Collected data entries
use std::collections::BTreeMap;

use crate::coerce::{self, Operand, must};
use crate::error::{BuildError, BuildResult};
use crate::grammar::ValueExpression;
use crate::meta::Table;

pub use crate::grammar::InsertStatement;

/// Resolve a values map against `table`, sorted by column name.
///
/// Keys are looked up case-insensitively; when several keys name the same
/// column the last one wins.
pub(crate) fn resolve_values<I, K, V>(
    function: &'static str,
    table: &Table,
    values: I,
) -> BuildResult<(Vec<String>, Vec<ValueExpression>)>
where
    I: IntoIterator<Item = (K, V)>,
    K: Into<String>,
    V: Into<Operand>,
{
    let mut resolved: BTreeMap<String, Operand> = BTreeMap::new();
    for (key, value) in values {
        let key = key.into();
        let column = table
            .c(&key)
            .ok_or_else(|| BuildError::unknown_column(table.name(), &key))?;
        resolved.insert(column.name().to_string(), value.into());
    }
    if resolved.is_empty() {
        return Err(BuildError::NoValues);
    }

    let mut columns = Vec::with_capacity(resolved.len());
    let mut exprs = Vec::with_capacity(resolved.len());
    for (column, value) in resolved {
        columns.push(column);
        exprs.push(must(function, "values", coerce::value_expression(value)));
    }
    Ok((columns, exprs))
}

/// `INSERT INTO table (...) VALUES (...)` with columns in name order.
///
/// Fails with [`BuildError::TableRequired`] when `table` is `None`,
/// [`BuildError::NoValues`] for an empty map and
/// [`BuildError::UnknownColumn`] for a key that is not a column of `table`.
pub fn insert<'a, I, K, V>(
    table: impl Into<Option<&'a Table>>,
    values: I,
) -> BuildResult<InsertStatement>
where
    I: IntoIterator<Item = (K, V)>,
    K: Into<String>,
    V: Into<Operand>,
{
    let table = table.into().ok_or(BuildError::TableRequired)?;
    let (columns, values) = resolve_values("insert", table, values)?;
    Ok(InsertStatement {
        table: table.name().to_string(),
        columns,
        values,
    })
}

Work task >>
Every record should be printed again exactly as it reads.

The answer >>
use std::collections::BTreeMap;

use crate::coerce::{self, Operand, must};
use crate::error::{BuildError, BuildResult};
use crate::grammar::ValueExpression;
use crate::meta::Table;

pub use crate::grammar::InsertStatement;

/// Resolve a values map against `table`, sorted by column name.
///
/// Keys are looked up case-insensitively; when several keys name the same
/// column the last one wins.
pub(crate) fn resolve_values<I, K, V>(
    function: &'static str,
    table: &Table,
    values: I,
) -> BuildResult<(Vec<String>, Vec<ValueExpression>)>
where
    I: IntoIterator<Item = (K, V)>,
    K: Into<String>,
    V: Into<Operand>,
{
    let mut resolved: BTreeMap<String, Operand> = BTreeMap::new();
    for (key, value) in values {
        let key = key.into();
        let column = table
            .c(&key)
            .ok_or_else(|| BuildError::unknown_column(table.name(), &key))?;
        resolved.insert(column.name().to_string(), value.into());
    }
    if resolved.is_empty() {
        return Err(BuildError::NoValues);
    }

    let mut columns = Vec::with_capacity(resolved.len());
    let mut exprs = Vec::with_capacity(resolved.len());
    for (column, value) in resolved {
        columns.push(column);
        exprs.push(must(function, "values", coerce::value_expression(value)));
    }
    Ok((columns, exprs))
}

/// `INSERT INTO table (...) VALUES (...)` with columns in name order.
///
/// Fails with [`BuildError::TableRequired`] when `table` is `None`,
/// [`BuildError::NoValues`] for an empty map and
/// [`BuildError::UnknownColumn`] for a key that is not a column of `table`.
pub fn insert<'a, I, K, V>(
    table: impl Into<Option<&'a Table>>,
    values: I,
) -> BuildResult<InsertStatement>
where
    I: IntoIterator<Item = (K, V)>,
    K: Into<String>,
    V: Into<Operand>,
{
    let table = table.into().ok_or(BuildError::TableRequired)?;
    let (columns, values) = resolve_values("insert", table, values)?;
    Ok(InsertStatement {
        table: table.name().to_string(),
        columns,
        values,
    })
}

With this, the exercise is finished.